🔵 Atividade extracurricular
Aquela aula vaga parecia ser o passe-livre para celebrar a abolição educacional, saquear e destruir a sala de aula. Deu gosto, acho que foi libertador ver a garota mais quietinha da turminha do primário participando daquela rebelião infantil.
Mas o inspetor de alunos interrompeu o nosso pequeno carnaval fora de ambiente e de época, bem como a descoberta de um mundo sem a vigilância dos adultos. Tivemos que formar uma fila rumo à Diretoria. Alguns nunca sequer haviam recebido um mísero bilhetinho, de modo que a Diretoria era o equivalente à cadeia.

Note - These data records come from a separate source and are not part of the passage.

use std::env;

use tracing_appender::non_blocking::WorkerGuard;
use tracing_subscriber::{EnvFilter, fmt, layer::SubscriberExt, util::SubscriberInitExt};

use crate::config::{ConfigPaths, LogLevel};

const LOG_FORMAT_VAR: &str = "NOWPLAYING_LOG_FORMAT";

fn env_filter(level: LogLevel) -> EnvFilter {
    EnvFilter::try_from_default_env().unwrap_or_else(|_| EnvFilter::new(level.as_directive()))
}

fn wants_json() -> bool {
    env::var(LOG_FORMAT_VAR).is_ok_and(|format| format == "json")
}

/// Initialize tracing for the process
///
/// Uses the `RUST_LOG` environment variable if set, otherwise the configured
/// level. Supports both pretty console output and JSON output based on
/// `NOWPLAYING_LOG_FORMAT`. Logs go to stderr so stdout stays free for
/// command output.
///
/// # Errors
/// Returns error if a global subscriber is already installed
pub fn init(level: LogLevel) -> Result<(), Box<dyn std::error::Error>> {
    let registry = tracing_subscriber::registry().with(env_filter(level));

    if wants_json() {
        registry
            .with(
                fmt::layer()
                    .json()
                    .with_target(true)
                    .with_level(true)
                    .with_writer(std::io::stderr),
            )
            .try_init()?;
    } else {
        registry
            .with(
                fmt::layer()
                    .compact()
                    .with_target(true)
                    .with_level(true)
                    .with_thread_ids(true)
                    .with_writer(std::io::stderr),
            )
            .try_init()?;
    }

    Ok(())
}

/// Initialize tracing with file output
///
/// Similar to [`init`] but also writes logs to a daily-rolling file in the
/// nowplaying log directory. The returned guard flushes the file writer when
/// dropped and must be kept alive for the lifetime of the process.
///
/// # Errors
/// Returns error if file creation or tracing subscriber initialization fails
pub fn init_with_file(level: LogLevel) -> Result<WorkerGuard, Box<dyn std::error::Error>> {
    const DAYS_TO_KEEP: usize = 7;

    let log_dir = ConfigPaths::log_dir()?;
    let file_appender = tracing_appender::rolling::Builder::new()
        .rotation(tracing_appender::rolling::Rotation::DAILY)
        .max_log_files(DAYS_TO_KEEP)
        .filename_prefix("nowplaying")
        .filename_suffix("log")
        .build(&log_dir)?;
    let (non_blocking, guard) = tracing_appender::non_blocking(file_appender);

    let registry = tracing_subscriber::registry().with(env_filter(level));

    if wants_json() {
        registry
            .with(
                fmt::layer()
                    .json()
                    .with_target(true)
                    .with_level(true)
                    .with_writer(std::io::stderr),
            )
            .with(
                fmt::layer()
                    .json()
                    .with_target(true)
                    .with_level(true)
                    .with_writer(non_blocking)
                    .with_ansi(false),
            )
            .try_init()?;
    } else {
        registry
            .with(
                fmt::layer()
                    .compact()
                    .with_target(true)
                    .with_level(true)
                    .with_thread_ids(true)
                    .with_writer(std::io::stderr),
            )
            .with(
                fmt::layer()
                    .compact()
                    .with_target(true)
                    .with_level(true)
                    .with_writer(non_blocking)
                    .with_ansi(false),
            )
            .try_init()?;
    }

    Ok(guard)
}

Como éramos muitos, ocupávamos todas as cadeiras que existiam naquela sala opressiva; o restante, na verdade, a maioria, estava em pé, escorando-se nos quatro lados da parede. A diretora demorou, mas veio nos “atender”. Para ser sincero, ela veio para nos dar uma correção coletiva.

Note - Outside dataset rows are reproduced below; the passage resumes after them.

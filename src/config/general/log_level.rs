use schemars::JsonSchema;
use serde::{Deserialize, Serialize};
use std::fmt;

/// Logging level for the process.
///
/// Controls the verbosity of log output, from errors only to detailed
/// per-event tracing of OS session signals.
#[derive(Debug, Clone, Copy, Serialize, Deserialize, JsonSchema, PartialEq, Eq, Default)]
#[serde(rename_all = "lowercase")]
pub enum LogLevel {
    /// Only failures that stop the service from starting.
    Error,

    /// Contained failures: skipped sessions, lost metadata, thumbnail timeouts.
    Warn,

    /// Service lifecycle and session topology changes (default level).
    #[default]
    Info,

    /// Every OS signal, selection change and dispatched command.
    Debug,

    /// Everything, including backend property reads.
    Trace,
}

impl LogLevel {
    /// Directive string understood by `tracing_subscriber::EnvFilter`.
    pub fn as_directive(self) -> &'static str {
        match self {
            LogLevel::Error => "error",
            LogLevel::Warn => "warn",
            LogLevel::Info => "info",
            LogLevel::Debug => "debug",
            LogLevel::Trace => "trace",
        }
    }
}

impl fmt::Display for LogLevel {
    fn fmt(&self, f: &mut fmt::Formatter<'_>) -> fmt::Result {
        f.write_str(self.as_directive())
    }
}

A diretora sabia que a ameaça de submeter algum aluno à sua presença era o último estágio depois da ameaça, da bronca, do castigo e do bilhetinho. Da sala da vergonha poderiam sair as punições mais severas: a suspensão; a inclusão no terrível, mas jamais visto, “Livro Negro”; ou a expulsão.
Sabendo que aguardávamos suas recomendações, ela procurou externar claros sinais da liturgia do cargo. Entretanto, o protocolo foi quebrado pelos cumprimentos e principalmente pela conversa com uma aluna conhecida. Isso trouxe risadas, não porque algo engraçado foi dito, mas de alívio. As risadinhas foram de alívio, no entanto, ainda nervosas, pois teríamos que justificar o nosso rito de emancipação não autorizado.

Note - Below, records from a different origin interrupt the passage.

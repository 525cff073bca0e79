use std::{fs, path::Path};

use tracing::{debug, info, instrument};

use super::{Config, ConfigPaths};
use crate::{NowPlayingError, Result};

impl Config {
    /// Loads the configuration from the default location.
    ///
    /// A missing file is not an error: defaults are returned so the service
    /// can start on a fresh system.
    ///
    /// # Errors
    ///
    /// Returns an error if the config directory cannot be determined, the
    /// file exists but cannot be read, or its content is invalid.
    #[instrument]
    pub fn load() -> Result<Config> {
        let path = ConfigPaths::main_config()?;
        if !path.exists() {
            info!(path = %path.display(), "No config file found, using defaults");
            return Ok(Config::default());
        }

        Self::load_from(&path)
    }

    /// Loads the configuration from an explicit TOML file.
    ///
    /// # Errors
    ///
    /// Returns an error if the file cannot be read, is not valid TOML, or
    /// holds out-of-range values.
    pub fn load_from(path: &Path) -> Result<Config> {
        let content = fs::read_to_string(path).map_err(|e| NowPlayingError::io(e, path))?;
        let config: Config =
            toml::from_str(&content).map_err(|e| NowPlayingError::toml_parse(e, Some(path)))?;

        config.validate()?;
        debug!(path = %path.display(), "Configuration loaded");
        Ok(config)
    }

    /// Parses a configuration from TOML text.
    ///
    /// # Errors
    ///
    /// Returns an error if the text is not valid TOML or holds out-of-range
    /// values.
    pub fn from_toml_str(content: &str) -> Result<Config> {
        let config: Config =
            toml::from_str(content).map_err(|e| NowPlayingError::toml_parse(e, None))?;

        config.validate()?;
        Ok(config)
    }

    /// Checks values that deserialize fine but cannot be used.
    ///
    /// # Errors
    ///
    /// Returns `InvalidConfigField` for a zero thumbnail timeout.
    pub fn validate(&self) -> Result<()> {
        if self.media.thumbnail_timeout_ms == 0 {
            return Err(NowPlayingError::InvalidConfigField {
                field: "thumbnail_timeout_ms".to_string(),
                component: "media".to_string(),
                reason: "must be greater than zero".to_string(),
            });
        }

        Ok(())
    }
}
//! Common utilities and abstractions for services

/// Reactive property system for fine-grained state updates
pub mod property;

pub use property::Property;
//! OS media session tracking.
//!
//! Follows every media session the host's session manager exposes, elects
//! one of them as active and composes [`Update`] snapshots of it on demand.

/// Session manager backends
pub mod backend;
/// Capability derivation from control flags
pub mod capabilities;
mod error;
/// Track metadata normalization
pub mod metadata;
mod notifier;
/// Playback position extrapolation
pub mod position;
mod registry;
/// Active session election
pub mod selector;
mod service;
mod types;
mod update;

#[cfg(test)]
mod tests;

pub use error::MediaError;
pub use metadata::{ArtData, Metadata, MetadataFetcher};
pub use notifier::{EventNotifier, NotifyCallback};
pub use service::MediaService;
pub use types::*;
pub use update::{Update, fallback_display_name};

/// Volume reported for every session, hardware volume is not exposed
pub const VOLUME_UNSUPPORTED: f64 = -1.0;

A nossa aventura não passou de uma lição de psicologia barata de novela das 8. Ir para a Diretoria não foi uma sessão de tortura medieval, como dizia a lenda dos corredores escolares. Por ser uma pena coletiva, para a qual a turma inteira foi mandada, desde a aluna preferida ao “capeta em forma de guri”, foi até uma troca justa, pelos minutos de anarquia subversiva infantil em sala de aula.
Para alguns, essa nossa estada na temida sala da Diretoria foi a única experiência de transgressão disciplinar escolar; para outros, apenas mais uma. O fator disruptivo foi que, a partir desse dia, passou a existir uma cumplicidade que aproximou a princesinha preferida da professora do rebelde que parecia abrigar o demônio no corpo.